Finnis defines his version of natural law as saying (1) (i) that there are basic goods necessary for human flourishing; (ii) there are basic methodological requirements; and (iii) there are general moral standards; (2) These requirements justify the exercise of authority in the community and justify the obligatory force of laws; (3) The requirements demand that law is made in compliance with the rule of law and human rights, deriving from the requirements. (4) A law can be regarded as "radically defective" (but NB not invalid) for want of compliance with the above requirements.
He says the portrayal of natural lawyers by Raz/Kelsen that a law has to be moral in order to be valid and is unconcerned with a legal test of validity is wrong: Aquinas' view was that for a law to be valid it has to comply with the legal criteria for validity and must be not be immoral. That is not the same as saying that natural law unconditionally surrenders tests of legal validity for those of moral validity. Also natural law is concerned with practical reasonableness, NOT idealism.
He also denies that natural law depends on everyone sharing the same view of morality (as Hart contends).
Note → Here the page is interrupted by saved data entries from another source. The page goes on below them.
//! Staff account model and DTOs.

use serde::Serialize;
use sqlx::FromRow;
use staffpurchase_core::roles::Role;
use staffpurchase_core::types::Timestamp;

/// Row from the `staff_accounts` table, keyed by identity subject.
#[derive(Debug, Clone, FromRow, Serialize)]
#[serde(rename_all = "camelCase")]
pub struct StaffAccount {
    pub uid: String,
    pub email: String,
    pub name: String,
    #[serde(rename = "photoURL")]
    pub photo_url: String,
    #[sqlx(try_from = "String")]
    pub role: Role,
    pub last_login: Option<Timestamp>,
    pub created_at: Timestamp,
}

/// Values written on every identity sync. Inserts a new account or refreshes
/// an existing one; `role` is only written for a new account.
#[derive(Debug, Clone)]
pub struct StaffUpsert {
    pub uid: String,
    pub email: String,
    pub name: String,
    pub photo_url: String,
    pub role: Role,
    pub last_login: Timestamp,
}

/// Staff listing entry.
#[derive(Debug, Clone, Serialize)]
#[serde(rename_all = "camelCase")]
pub struct StaffSummary {
    pub id: String,
    pub name: String,
    pub email: String,
    pub role: Role,
    pub last_login: Option<Timestamp>,
}

impl From<StaffAccount> for StaffSummary {
    fn from(a: StaffAccount) -> Self {
        Self {
            id: a.uid,
            name: a.name,
            email: a.email,
            role: a.role,
            last_login: a.last_login,
        }
    }
}
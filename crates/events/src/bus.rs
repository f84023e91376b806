//! In-process event bus backed by a `tokio::sync::broadcast` channel.
//!
//! Engines publish a [`WorkflowEvent`] after the corresponding store write has
//! succeeded. Subscribers (the notification dispatcher) never feed back into
//! the write path, so a slow or failing mailer cannot undo a transition.

use chrono::Utc;
use staffpurchase_core::lifecycle::ResponseAction;
use staffpurchase_core::roles::Role;
use staffpurchase_core::types::Timestamp;
use staffpurchase_db::models::purchase_request::PurchaseRequest;
use staffpurchase_db::models::staff::StaffAccount;
use tokio::sync::broadcast;

// ---------------------------------------------------------------------------
// WorkflowEvent
// ---------------------------------------------------------------------------

/// Something that happened to a purchase request or a staff account.
#[derive(Debug, Clone)]
pub enum WorkflowEvent {
    /// A request was persisted in `Pending` with a fresh token.
    RequestCreated { request: PurchaseRequest },

    /// A response token was redeemed. `request` is the row after the update.
    ResponseRecorded {
        request: PurchaseRequest,
        action: ResponseAction,
        note: String,
    },

    /// A new identity was admitted as `pending`.
    StaffRegistered { account: StaffAccount },

    /// An admin changed someone's role.
    RoleChanged {
        account: StaffAccount,
        old_role: Role,
        new_role: Role,
        /// Display name of the acting admin (falls back to their email).
        changed_by: String,
    },
}

impl WorkflowEvent {
    /// Dot-separated name used in logs.
    pub fn event_type(&self) -> &'static str {
        match self {
            WorkflowEvent::RequestCreated { .. } => "request.created",
            WorkflowEvent::ResponseRecorded { .. } => "request.response_recorded",
            WorkflowEvent::StaffRegistered { .. } => "staff.registered",
            WorkflowEvent::RoleChanged { .. } => "staff.role_changed",
        }
    }
}

/// A [`WorkflowEvent`] stamped with its publication time.
#[derive(Debug, Clone)]
pub struct PublishedEvent {
    pub event: WorkflowEvent,
    pub timestamp: Timestamp,
}

// ---------------------------------------------------------------------------
// EventBus
// ---------------------------------------------------------------------------

/// Default buffer capacity for the broadcast channel.
const DEFAULT_CAPACITY: usize = 256;

/// In-process fan-out event bus, shared as `Arc<EventBus>`.
pub struct EventBus {
    sender: broadcast::Sender<PublishedEvent>,
}

impl EventBus {
    /// Create a bus with a specific channel capacity.
    ///
    /// When the buffer is full the oldest unconsumed events are dropped and
    /// slow receivers observe `RecvError::Lagged`.
    pub fn new(capacity: usize) -> Self {
        let (sender, _) = broadcast::channel(capacity);
        Self { sender }
    }

    /// Publish an event to all current subscribers.
    ///
    /// With no subscribers the event is dropped.
    pub fn publish(&self, event: WorkflowEvent) {
        tracing::debug!(event_type = event.event_type(), "Publishing workflow event");
        let _ = self.sender.send(PublishedEvent {
            event,
            timestamp: Utc::now(),
        });
    }

    pub fn subscribe(&self) -> broadcast::Receiver<PublishedEvent> {
        self.sender.subscribe()
    }
}

impl Default for EventBus {
    fn default() -> Self {
        Self::new(DEFAULT_CAPACITY)
    }
}

#[cfg(test)]
mod tests {
    use super::*;

    fn account() -> StaffAccount {
        StaffAccount {
            uid: "u1".into(),
            email: "new@example.com".into(),
            name: "New".into(),
            photo_url: String::new(),
            role: Role::Pending,
            last_login: None,
            created_at: Utc::now(),
        }
    }

    #[tokio::test]
    async fn multiple_subscribers_receive_same_event() {
        let bus = EventBus::default();
        let mut rx1 = bus.subscribe();
        let mut rx2 = bus.subscribe();

        bus.publish(WorkflowEvent::StaffRegistered { account: account() });

        let e1 = rx1.recv().await.expect("subscriber 1 should receive");
        let e2 = rx2.recv().await.expect("subscriber 2 should receive");
        assert_eq!(e1.event.event_type(), "staff.registered");
        assert_eq!(e2.event.event_type(), "staff.registered");
    }

    #[test]
    fn publish_with_no_subscribers_does_not_panic() {
        let bus = EventBus::default();
        bus.publish(WorkflowEvent::StaffRegistered { account: account() });
    }
}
Rather, it requires that a law is not immoral objectively, regardless of whether or not people accept that objective moral understanding (they must still comply with laws that satisfy it and not with those that do not).
Does natural law fail to distinguish between "is" and "ought"? No: What is practically reasonable is a fact deduced from empirically observing human behaviour- it is NOT saying that this "ought" to be how laws are made and therefore that laws ARE only valid when made thus. The basic human goods and practical reasonableness are self-evident/presupposed and therefore are not susceptible to the argument that one is drawing an is from an ought. They are innate and not inferred from or demonstrable from any other thing.
Law's claim to supremacy is implausible unless it protects its subjects against threats which they would otherwise face e.g. invasion. Law's authority depends on justice or at least its ability to secure justice.
Legal sanction is a human response to human needs. Punishment therefore seeks to restore the "distributively just balance" between the law-abiders and the criminals.